##### RECORDS #####

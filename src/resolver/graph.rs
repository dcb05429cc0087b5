// src/resolver/graph.rs

//! The resolved dependency tree
//!
//! Nodes are keyed by canonical artifact reference. Edges point from an
//! artifact to the artifacts its translated dependencies resolved to, in
//! declaration order. Cycles are allowed; traversals visit each node once.

use super::NodeState;
use crate::artifact::ArtifactReference;
use crate::error::Result;
use crate::wheel::ConvertedArtifact;
use std::collections::{BTreeMap, HashSet};
use std::sync::Arc;
use tracing::warn;

/// One reference touched during resolution
#[derive(Debug, Clone)]
pub struct ResolvedNode {
    pub reference: ArtifactReference,
    pub state: NodeState,
}

/// A dependency or reference dropped from the tree, and why
#[derive(Debug, Clone, PartialEq, Eq)]
pub struct ResolutionFailure {
    /// Dependency name or canonical reference
    pub subject: String,
    pub reason: String,
}

/// Outcome of one resolution run
#[derive(Debug, Default)]
pub struct ResolvedTree {
    pub(crate) roots: Vec<String>,
    pub(crate) nodes: BTreeMap<String, ResolvedNode>,
    pub(crate) edges: BTreeMap<String, Vec<String>>,
    reverse_edges: BTreeMap<String, Vec<String>>,
    pub(crate) failures: Vec<ResolutionFailure>,
}

impl ResolvedTree {
    pub fn new() -> Self {
        Self::default()
    }

    pub fn add_node(&mut self, key: String, node: ResolvedNode) {
        self.nodes.insert(key, node);
    }

    /// Add a dependency edge; duplicates are ignored
    pub fn add_edge(&mut self, from: &str, to: &str) {
        let targets = self.edges.entry(from.to_string()).or_default();
        if targets.iter().any(|t| t == to) {
            return;
        }
        targets.push(to.to_string());
        self.reverse_edges
            .entry(to.to_string())
            .or_default()
            .push(from.to_string());
    }

    pub fn add_root(&mut self, key: String) {
        if !self.roots.contains(&key) {
            self.roots.push(key);
        }
    }

    pub fn add_failure(&mut self, failure: ResolutionFailure) {
        self.failures.push(failure);
    }

    /// Canonical keys of the root artifacts, in request order
    pub fn roots(&self) -> &[String] {
        &self.roots
    }

    /// The first root's artifact
    pub fn root(&self) -> Option<&Arc<ConvertedArtifact>> {
        self.roots.first().and_then(|key| self.artifact(key))
    }

    /// Every reference touched, keyed canonically
    pub fn nodes(&self) -> &BTreeMap<String, ResolvedNode> {
        &self.nodes
    }

    pub fn get(&self, key: &str) -> Option<&ResolvedNode> {
        self.nodes.get(key)
    }

    pub fn artifact(&self, key: &str) -> Option<&Arc<ConvertedArtifact>> {
        match self.nodes.get(key).map(|n| &n.state) {
            Some(NodeState::Done(artifact)) => Some(artifact),
            _ => None,
        }
    }

    /// Completed artifacts in key order
    pub fn artifacts(&self) -> impl Iterator<Item = (&String, &Arc<ConvertedArtifact>)> {
        self.nodes.iter().filter_map(|(key, node)| match &node.state {
            NodeState::Done(artifact) => Some((key, artifact)),
            _ => None,
        })
    }

    /// Direct dependencies of a node
    pub fn dependencies(&self, key: &str) -> &[String] {
        self.edges.get(key).map(Vec::as_slice).unwrap_or_default()
    }

    /// Nodes that depend on this one
    pub fn dependents(&self, key: &str) -> Vec<String> {
        self.reverse_edges.get(key).cloned().unwrap_or_default()
    }

    pub fn failures(&self) -> &[ResolutionFailure] {
        &self.failures
    }

    /// Completed nodes reachable from `starts`, dependencies before dependents
    ///
    /// Each start comes after everything it reaches. Back edges of a cycle
    /// are skipped.
    pub fn post_order(&self, starts: &[String]) -> Vec<String> {
        let mut visited = HashSet::new();
        let mut order = Vec::new();
        for start in starts {
            self.dfs_post_order(start, &mut visited, &mut order);
        }
        order
    }

    fn dfs_post_order(&self, key: &str, visited: &mut HashSet<String>, order: &mut Vec<String>) {
        if !visited.insert(key.to_string()) {
            return;
        }
        for child in self.dependencies(key) {
            self.dfs_post_order(child, visited, order);
        }
        if self.artifact(key).is_some() {
            order.push(key.to_string());
        }
    }

    /// First dependency cycle reachable in the tree
    ///
    /// The path starts and ends on the same reference, e.g. `[x, y, x]`.
    pub fn detect_cycle(&self) -> Option<Vec<String>> {
        let mut finished = HashSet::new();
        let mut path = Vec::new();
        self.nodes
            .keys()
            .find_map(|key| self.cycle_through(key, &mut path, &mut finished))
    }

    fn cycle_through<'a>(
        &'a self,
        key: &'a str,
        path: &mut Vec<&'a str>,
        finished: &mut HashSet<&'a str>,
    ) -> Option<Vec<String>> {
        if let Some(start) = path.iter().position(|k| *k == key) {
            let mut cycle: Vec<String> = path[start..].iter().map(|k| k.to_string()).collect();
            cycle.push(key.to_string());
            return Some(cycle);
        }
        if finished.contains(key) {
            return None;
        }

        path.push(key);
        for child in self.dependencies(key) {
            if let Some(cycle) = self.cycle_through(child, path, finished) {
                return Some(cycle);
            }
        }
        path.pop();
        finished.insert(key);
        None
    }

    /// Release every produced artifact
    ///
    /// All artifacts are attempted; the first error is returned.
    pub fn release(&self) -> Result<()> {
        let mut first_error = None;
        for (key, artifact) in self.artifacts() {
            if let Err(e) = artifact.release() {
                warn!("Failed to release {}: {}", key, e);
                first_error.get_or_insert(e);
            }
        }
        match first_error {
            Some(e) => Err(e),
            None => Ok(()),
        }
    }

    pub fn stats(&self) -> TreeStats {
        let completed = self.artifacts().count();
        let cycles = self
            .nodes
            .values()
            .filter(|n| matches!(n.state, NodeState::Cycle))
            .count();
        TreeStats {
            total_references: self.nodes.len(),
            completed,
            cycles,
            dependencies: self.edges.values().map(Vec::len).sum(),
            failures: self.failures.len(),
        }
    }
}

/// Summary counts of a resolved tree
#[derive(Debug, Clone, Copy, PartialEq, Eq)]
pub struct TreeStats {
    pub total_references: usize,
    pub completed: usize,
    /// References still tombstoned as cycle entries
    pub cycles: usize,
    pub dependencies: usize,
    pub failures: usize,
}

#####

## DIRECTIONS FOR THIS TASK
Repeat every line of the material exactly.

## OUTPUT OF THE EXERCISE
filename src/resolver/graph.rs
repository dcb05429cc0087b5
// src/resolver/graph.rs

//! The resolved dependency tree
//!
//! Nodes are keyed by canonical artifact reference. Edges point from an
//! artifact to the artifacts its translated dependencies resolved to, in
//! declaration order. Cycles are allowed; traversals visit each node once.

use super::NodeState;
use crate::artifact::ArtifactReference;
use crate::error::Result;
use crate::wheel::ConvertedArtifact;
use std::collections::{BTreeMap, HashSet};
use std::sync::Arc;
use tracing::warn;

/// One reference touched during resolution
#[derive(Debug, Clone)]
pub struct ResolvedNode {
    pub reference: ArtifactReference,
    pub state: NodeState,
}

/// A dependency or reference dropped from the tree, and why
#[derive(Debug, Clone, PartialEq, Eq)]
pub struct ResolutionFailure {
    /// Dependency name or canonical reference
    pub subject: String,
    pub reason: String,
}

/// Outcome of one resolution run
#[derive(Debug, Default)]
pub struct ResolvedTree {
    pub(crate) roots: Vec<String>,
    pub(crate) nodes: BTreeMap<String, ResolvedNode>,
    pub(crate) edges: BTreeMap<String, Vec<String>>,
    reverse_edges: BTreeMap<String, Vec<String>>,
    pub(crate) failures: Vec<ResolutionFailure>,
}

impl ResolvedTree {
    pub fn new() -> Self {
        Self::default()
    }

    pub fn add_node(&mut self, key: String, node: ResolvedNode) {
        self.nodes.insert(key, node);
    }

    /// Add a dependency edge; duplicates are ignored
    pub fn add_edge(&mut self, from: &str, to: &str) {
        let targets = self.edges.entry(from.to_string()).or_default();
        if targets.iter().any(|t| t == to) {
            return;
        }
        targets.push(to.to_string());
        self.reverse_edges
            .entry(to.to_string())
            .or_default()
            .push(from.to_string());
    }

    pub fn add_root(&mut self, key: String) {
        if !self.roots.contains(&key) {
            self.roots.push(key);
        }
    }

    pub fn add_failure(&mut self, failure: ResolutionFailure) {
        self.failures.push(failure);
    }

    /// Canonical keys of the root artifacts, in request order
    pub fn roots(&self) -> &[String] {
        &self.roots
    }

    /// The first root's artifact
    pub fn root(&self) -> Option<&Arc<ConvertedArtifact>> {
        self.roots.first().and_then(|key| self.artifact(key))
    }

    /// Every reference touched, keyed canonically
    pub fn nodes(&self) -> &BTreeMap<String, ResolvedNode> {
        &self.nodes
    }

    pub fn get(&self, key: &str) -> Option<&ResolvedNode> {
        self.nodes.get(key)
    }

    pub fn artifact(&self, key: &str) -> Option<&Arc<ConvertedArtifact>> {
        match self.nodes.get(key).map(|n| &n.state) {
            Some(NodeState::Done(artifact)) => Some(artifact),
            _ => None,
        }
    }

    /// Completed artifacts in key order
    pub fn artifacts(&self) -> impl Iterator<Item = (&String, &Arc<ConvertedArtifact>)> {
        self.nodes.iter().filter_map(|(key, node)| match &node.state {
            NodeState::Done(artifact) => Some((key, artifact)),
            _ => None,
        })
    }

    /// Direct dependencies of a node
    pub fn dependencies(&self, key: &str) -> &[String] {
        self.edges.get(key).map(Vec::as_slice).unwrap_or_default()
    }

    /// Nodes that depend on this one
    pub fn dependents(&self, key: &str) -> Vec<String> {
        self.reverse_edges.get(key).cloned().unwrap_or_default()
    }

    pub fn failures(&self) -> &[ResolutionFailure] {
        &self.failures
    }

    /// Completed nodes reachable from `starts`, dependencies before dependents
    ///
    /// Each start comes after everything it reaches. Back edges of a cycle
    /// are skipped.
    pub fn post_order(&self, starts: &[String]) -> Vec<String> {
        let mut visited = HashSet::new();
        let mut order = Vec::new();
        for start in starts {
            self.dfs_post_order(start, &mut visited, &mut order);
        }
        order
    }

    fn dfs_post_order(&self, key: &str, visited: &mut HashSet<String>, order: &mut Vec<String>) {
        if !visited.insert(key.to_string()) {
            return;
        }
        for child in self.dependencies(key) {
            self.dfs_post_order(child, visited, order);
        }
        if self.artifact(key).is_some() {
            order.push(key.to_string());
        }
    }

    /// First dependency cycle reachable in the tree
    ///
    /// The path starts and ends on the same reference, e.g. `[x, y, x]`.
    pub fn detect_cycle(&self) -> Option<Vec<String>> {
        let mut finished = HashSet::new();
        let mut path = Vec::new();
        self.nodes
            .keys()
            .find_map(|key| self.cycle_through(key, &mut path, &mut finished))
    }

    fn cycle_through<'a>(
        &'a self,
        key: &'a str,
        path: &mut Vec<&'a str>,
        finished: &mut HashSet<&'a str>,
    ) -> Option<Vec<String>> {
        if let Some(start) = path.iter().position(|k| *k == key) {
            let mut cycle: Vec<String> = path[start..].iter().map(|k| k.to_string()).collect();
            cycle.push(key.to_string());
            return Some(cycle);
        }
        if finished.contains(key) {
            return None;
        }

        path.push(key);
        for child in self.dependencies(key) {
            if let Some(cycle) = self.cycle_through(child, path, finished) {
                return Some(cycle);
            }
        }
        path.pop();
        finished.insert(key);
        None
    }

    /// Release every produced artifact
    ///
    /// All artifacts are attempted; the first error is returned.
    pub fn release(&self) -> Result<()> {
        let mut first_error = None;
        for (key, artifact) in self.artifacts() {
            if let Err(e) = artifact.release() {
                warn!("Failed to release {}: {}", key, e);
                first_error.get_or_insert(e);
            }
        }
        match first_error {
            Some(e) => Err(e),
            None => Ok(()),
        }
    }

    pub fn stats(&self) -> TreeStats {
        let completed = self.artifacts().count();
        let cycles = self
            .nodes
            .values()
            .filter(|n| matches!(n.state, NodeState::Cycle))
            .count();
        TreeStats {
            total_references: self.nodes.len(),
            completed,
            cycles,
            dependencies: self.edges.values().map(Vec::len).sum(),
            failures: self.failures.len(),
        }
    }
}

/// Summary counts of a resolved tree
#[derive(Debug, Clone, Copy, PartialEq, Eq)]
pub struct TreeStats {
    pub total_references: usize,
    pub completed: usize,
    /// References still tombstoned as cycle entries
    pub cycles: usize,
    pub dependencies: usize,
    pub failures: usize,
}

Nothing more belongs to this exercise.